Content starts

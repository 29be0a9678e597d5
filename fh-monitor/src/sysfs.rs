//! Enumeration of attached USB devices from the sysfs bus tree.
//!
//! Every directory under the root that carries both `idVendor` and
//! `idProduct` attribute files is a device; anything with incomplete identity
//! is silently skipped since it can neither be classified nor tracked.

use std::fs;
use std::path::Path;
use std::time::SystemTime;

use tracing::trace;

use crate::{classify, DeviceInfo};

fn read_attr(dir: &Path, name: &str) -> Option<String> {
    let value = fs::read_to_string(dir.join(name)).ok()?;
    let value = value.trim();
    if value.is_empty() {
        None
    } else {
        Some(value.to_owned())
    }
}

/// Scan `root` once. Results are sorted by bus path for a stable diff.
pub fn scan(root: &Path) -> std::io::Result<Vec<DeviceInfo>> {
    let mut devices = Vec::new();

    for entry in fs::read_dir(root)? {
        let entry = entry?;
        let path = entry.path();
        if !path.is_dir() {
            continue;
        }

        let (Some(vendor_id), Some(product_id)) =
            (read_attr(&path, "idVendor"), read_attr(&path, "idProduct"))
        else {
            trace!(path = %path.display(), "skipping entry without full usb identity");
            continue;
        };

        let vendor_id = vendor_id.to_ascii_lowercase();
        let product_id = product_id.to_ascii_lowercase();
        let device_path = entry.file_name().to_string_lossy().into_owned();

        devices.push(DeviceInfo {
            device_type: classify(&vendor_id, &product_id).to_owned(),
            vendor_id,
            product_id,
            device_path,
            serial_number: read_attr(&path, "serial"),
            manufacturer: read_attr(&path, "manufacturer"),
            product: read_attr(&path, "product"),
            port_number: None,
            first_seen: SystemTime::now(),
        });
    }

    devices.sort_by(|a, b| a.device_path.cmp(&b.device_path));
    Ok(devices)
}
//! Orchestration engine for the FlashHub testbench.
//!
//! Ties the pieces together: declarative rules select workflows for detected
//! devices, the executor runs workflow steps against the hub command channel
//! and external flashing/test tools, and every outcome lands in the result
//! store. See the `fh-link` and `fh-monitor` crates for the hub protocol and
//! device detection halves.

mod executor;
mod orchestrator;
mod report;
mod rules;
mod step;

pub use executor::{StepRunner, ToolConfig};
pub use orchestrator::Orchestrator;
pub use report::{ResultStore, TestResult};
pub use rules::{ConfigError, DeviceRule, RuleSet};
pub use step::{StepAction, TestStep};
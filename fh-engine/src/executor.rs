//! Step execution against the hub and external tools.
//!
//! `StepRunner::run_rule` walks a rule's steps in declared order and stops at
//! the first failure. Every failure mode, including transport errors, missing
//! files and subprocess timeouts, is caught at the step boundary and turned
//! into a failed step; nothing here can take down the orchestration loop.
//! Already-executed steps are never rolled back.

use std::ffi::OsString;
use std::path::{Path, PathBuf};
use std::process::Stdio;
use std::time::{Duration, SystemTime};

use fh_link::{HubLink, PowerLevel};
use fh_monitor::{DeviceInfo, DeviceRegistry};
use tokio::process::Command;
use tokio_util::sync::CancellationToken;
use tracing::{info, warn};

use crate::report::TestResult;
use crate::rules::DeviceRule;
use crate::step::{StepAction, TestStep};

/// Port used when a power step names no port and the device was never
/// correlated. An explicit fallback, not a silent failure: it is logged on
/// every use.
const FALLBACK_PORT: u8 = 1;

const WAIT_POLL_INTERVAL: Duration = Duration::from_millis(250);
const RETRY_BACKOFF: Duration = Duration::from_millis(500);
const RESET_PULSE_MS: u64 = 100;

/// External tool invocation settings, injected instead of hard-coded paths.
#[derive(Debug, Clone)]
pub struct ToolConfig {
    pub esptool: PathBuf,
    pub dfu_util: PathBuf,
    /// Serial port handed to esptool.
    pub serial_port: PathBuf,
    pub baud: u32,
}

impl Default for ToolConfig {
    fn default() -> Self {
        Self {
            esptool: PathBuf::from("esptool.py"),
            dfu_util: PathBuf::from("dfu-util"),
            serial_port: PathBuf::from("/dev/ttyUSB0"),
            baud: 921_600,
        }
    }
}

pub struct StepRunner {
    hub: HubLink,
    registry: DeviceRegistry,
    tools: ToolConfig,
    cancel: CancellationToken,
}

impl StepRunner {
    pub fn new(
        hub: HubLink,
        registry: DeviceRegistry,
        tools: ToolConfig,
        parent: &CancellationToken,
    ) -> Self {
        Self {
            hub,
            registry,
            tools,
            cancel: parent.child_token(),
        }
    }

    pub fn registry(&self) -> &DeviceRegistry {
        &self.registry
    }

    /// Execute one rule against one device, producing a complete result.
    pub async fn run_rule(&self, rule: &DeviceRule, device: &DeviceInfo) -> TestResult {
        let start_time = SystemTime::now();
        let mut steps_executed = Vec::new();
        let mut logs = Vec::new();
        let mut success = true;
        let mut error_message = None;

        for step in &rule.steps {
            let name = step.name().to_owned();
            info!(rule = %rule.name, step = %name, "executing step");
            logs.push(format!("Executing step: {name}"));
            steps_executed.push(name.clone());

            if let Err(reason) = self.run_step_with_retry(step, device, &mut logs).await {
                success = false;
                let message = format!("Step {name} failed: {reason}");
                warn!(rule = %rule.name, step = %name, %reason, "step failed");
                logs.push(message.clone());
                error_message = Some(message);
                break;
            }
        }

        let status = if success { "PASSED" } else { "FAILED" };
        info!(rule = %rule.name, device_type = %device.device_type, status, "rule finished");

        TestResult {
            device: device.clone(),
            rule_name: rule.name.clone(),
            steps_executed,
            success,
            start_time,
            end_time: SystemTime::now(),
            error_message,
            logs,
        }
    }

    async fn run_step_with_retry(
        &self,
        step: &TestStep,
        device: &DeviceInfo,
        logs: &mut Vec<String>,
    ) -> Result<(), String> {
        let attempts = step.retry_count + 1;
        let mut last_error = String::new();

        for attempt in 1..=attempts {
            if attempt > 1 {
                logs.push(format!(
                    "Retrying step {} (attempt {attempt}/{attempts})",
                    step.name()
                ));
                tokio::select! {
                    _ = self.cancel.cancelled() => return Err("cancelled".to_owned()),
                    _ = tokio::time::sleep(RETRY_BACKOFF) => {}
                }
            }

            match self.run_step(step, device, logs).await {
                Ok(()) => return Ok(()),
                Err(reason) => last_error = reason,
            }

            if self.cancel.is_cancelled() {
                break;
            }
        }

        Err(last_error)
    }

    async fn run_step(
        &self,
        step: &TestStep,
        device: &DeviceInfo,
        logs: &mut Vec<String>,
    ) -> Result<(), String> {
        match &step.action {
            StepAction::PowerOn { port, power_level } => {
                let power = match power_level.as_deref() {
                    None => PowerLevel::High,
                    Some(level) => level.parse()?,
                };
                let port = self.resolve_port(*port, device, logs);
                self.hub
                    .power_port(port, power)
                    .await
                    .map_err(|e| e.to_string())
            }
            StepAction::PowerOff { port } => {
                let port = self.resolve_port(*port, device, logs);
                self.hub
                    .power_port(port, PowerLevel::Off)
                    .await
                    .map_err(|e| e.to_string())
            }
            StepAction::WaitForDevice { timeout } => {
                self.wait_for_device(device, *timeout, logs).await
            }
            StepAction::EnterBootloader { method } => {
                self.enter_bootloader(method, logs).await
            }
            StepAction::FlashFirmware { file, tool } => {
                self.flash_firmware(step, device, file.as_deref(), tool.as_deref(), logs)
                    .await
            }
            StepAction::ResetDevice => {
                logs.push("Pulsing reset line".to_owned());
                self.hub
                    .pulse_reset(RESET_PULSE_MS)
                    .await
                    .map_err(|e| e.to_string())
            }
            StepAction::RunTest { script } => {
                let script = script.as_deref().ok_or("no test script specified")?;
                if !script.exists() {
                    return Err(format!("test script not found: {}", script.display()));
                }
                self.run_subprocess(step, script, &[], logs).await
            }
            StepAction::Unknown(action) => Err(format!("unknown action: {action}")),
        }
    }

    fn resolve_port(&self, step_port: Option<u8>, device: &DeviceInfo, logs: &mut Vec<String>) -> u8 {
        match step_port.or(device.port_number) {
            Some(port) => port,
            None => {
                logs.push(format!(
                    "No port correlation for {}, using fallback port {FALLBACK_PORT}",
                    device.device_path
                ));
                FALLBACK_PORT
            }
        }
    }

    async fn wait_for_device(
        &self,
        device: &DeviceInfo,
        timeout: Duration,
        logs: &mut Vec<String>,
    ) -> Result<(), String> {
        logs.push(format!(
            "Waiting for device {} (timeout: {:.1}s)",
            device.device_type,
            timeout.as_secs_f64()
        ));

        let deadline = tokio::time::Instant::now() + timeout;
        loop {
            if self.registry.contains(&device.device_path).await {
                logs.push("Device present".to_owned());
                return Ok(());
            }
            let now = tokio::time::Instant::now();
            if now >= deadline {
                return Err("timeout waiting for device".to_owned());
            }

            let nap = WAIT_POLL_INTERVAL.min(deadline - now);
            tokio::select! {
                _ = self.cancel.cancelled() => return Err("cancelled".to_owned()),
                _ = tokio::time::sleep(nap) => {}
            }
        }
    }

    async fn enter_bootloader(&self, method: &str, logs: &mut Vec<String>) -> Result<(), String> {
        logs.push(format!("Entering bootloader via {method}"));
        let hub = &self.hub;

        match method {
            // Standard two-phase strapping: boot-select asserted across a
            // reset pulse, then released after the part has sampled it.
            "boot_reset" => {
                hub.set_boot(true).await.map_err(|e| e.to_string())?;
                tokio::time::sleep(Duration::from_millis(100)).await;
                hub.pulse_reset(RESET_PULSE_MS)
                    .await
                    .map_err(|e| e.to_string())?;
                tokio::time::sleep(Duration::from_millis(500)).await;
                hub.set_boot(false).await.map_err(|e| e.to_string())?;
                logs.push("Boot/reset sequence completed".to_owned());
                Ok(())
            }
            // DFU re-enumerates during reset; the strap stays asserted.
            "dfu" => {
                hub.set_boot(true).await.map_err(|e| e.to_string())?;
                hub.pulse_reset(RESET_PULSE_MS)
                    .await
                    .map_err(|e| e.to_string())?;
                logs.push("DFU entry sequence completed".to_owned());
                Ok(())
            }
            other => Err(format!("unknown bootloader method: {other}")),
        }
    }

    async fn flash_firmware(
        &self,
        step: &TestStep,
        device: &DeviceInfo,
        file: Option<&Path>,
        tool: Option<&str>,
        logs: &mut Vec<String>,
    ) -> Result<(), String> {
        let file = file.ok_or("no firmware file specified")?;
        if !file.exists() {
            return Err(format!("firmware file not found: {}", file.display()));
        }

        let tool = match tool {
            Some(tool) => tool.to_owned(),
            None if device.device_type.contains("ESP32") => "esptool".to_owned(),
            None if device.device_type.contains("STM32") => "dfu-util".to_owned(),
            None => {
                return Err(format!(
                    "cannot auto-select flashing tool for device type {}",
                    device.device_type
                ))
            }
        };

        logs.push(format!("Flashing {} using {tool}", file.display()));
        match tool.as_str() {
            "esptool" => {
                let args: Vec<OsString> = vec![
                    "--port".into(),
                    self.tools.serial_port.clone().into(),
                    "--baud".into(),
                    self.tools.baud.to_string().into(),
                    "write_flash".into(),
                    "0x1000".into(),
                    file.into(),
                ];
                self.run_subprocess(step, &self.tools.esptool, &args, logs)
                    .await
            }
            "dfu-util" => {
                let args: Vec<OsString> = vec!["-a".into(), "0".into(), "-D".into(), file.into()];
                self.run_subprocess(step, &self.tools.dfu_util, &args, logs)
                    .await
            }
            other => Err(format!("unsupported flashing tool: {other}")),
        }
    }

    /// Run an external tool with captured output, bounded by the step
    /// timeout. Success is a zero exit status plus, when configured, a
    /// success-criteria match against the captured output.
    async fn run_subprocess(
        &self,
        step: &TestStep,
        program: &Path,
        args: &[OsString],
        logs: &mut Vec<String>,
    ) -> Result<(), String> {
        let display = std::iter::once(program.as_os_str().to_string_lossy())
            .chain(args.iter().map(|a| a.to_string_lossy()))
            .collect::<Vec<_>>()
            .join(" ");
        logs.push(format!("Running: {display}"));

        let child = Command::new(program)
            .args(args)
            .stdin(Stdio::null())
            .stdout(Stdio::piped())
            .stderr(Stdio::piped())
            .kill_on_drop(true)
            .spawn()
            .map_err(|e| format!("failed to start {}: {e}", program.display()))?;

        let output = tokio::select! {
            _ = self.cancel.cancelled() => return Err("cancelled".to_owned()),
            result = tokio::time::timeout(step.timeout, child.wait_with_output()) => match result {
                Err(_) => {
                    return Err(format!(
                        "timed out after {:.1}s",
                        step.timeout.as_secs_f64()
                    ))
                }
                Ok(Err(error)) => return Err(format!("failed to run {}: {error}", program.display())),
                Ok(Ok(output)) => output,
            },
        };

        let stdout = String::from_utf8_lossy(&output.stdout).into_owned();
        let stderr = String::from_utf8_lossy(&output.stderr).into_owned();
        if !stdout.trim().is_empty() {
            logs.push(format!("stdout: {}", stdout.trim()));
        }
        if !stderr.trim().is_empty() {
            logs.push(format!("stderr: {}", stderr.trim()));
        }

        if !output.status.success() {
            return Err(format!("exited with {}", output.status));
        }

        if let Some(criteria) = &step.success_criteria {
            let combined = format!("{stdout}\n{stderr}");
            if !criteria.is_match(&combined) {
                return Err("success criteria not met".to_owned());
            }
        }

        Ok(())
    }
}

Content ends

ACTION ITEM
The total of lines in the data that contain "found" is all you should give.

RESULT FOR THIS EXERCISE
2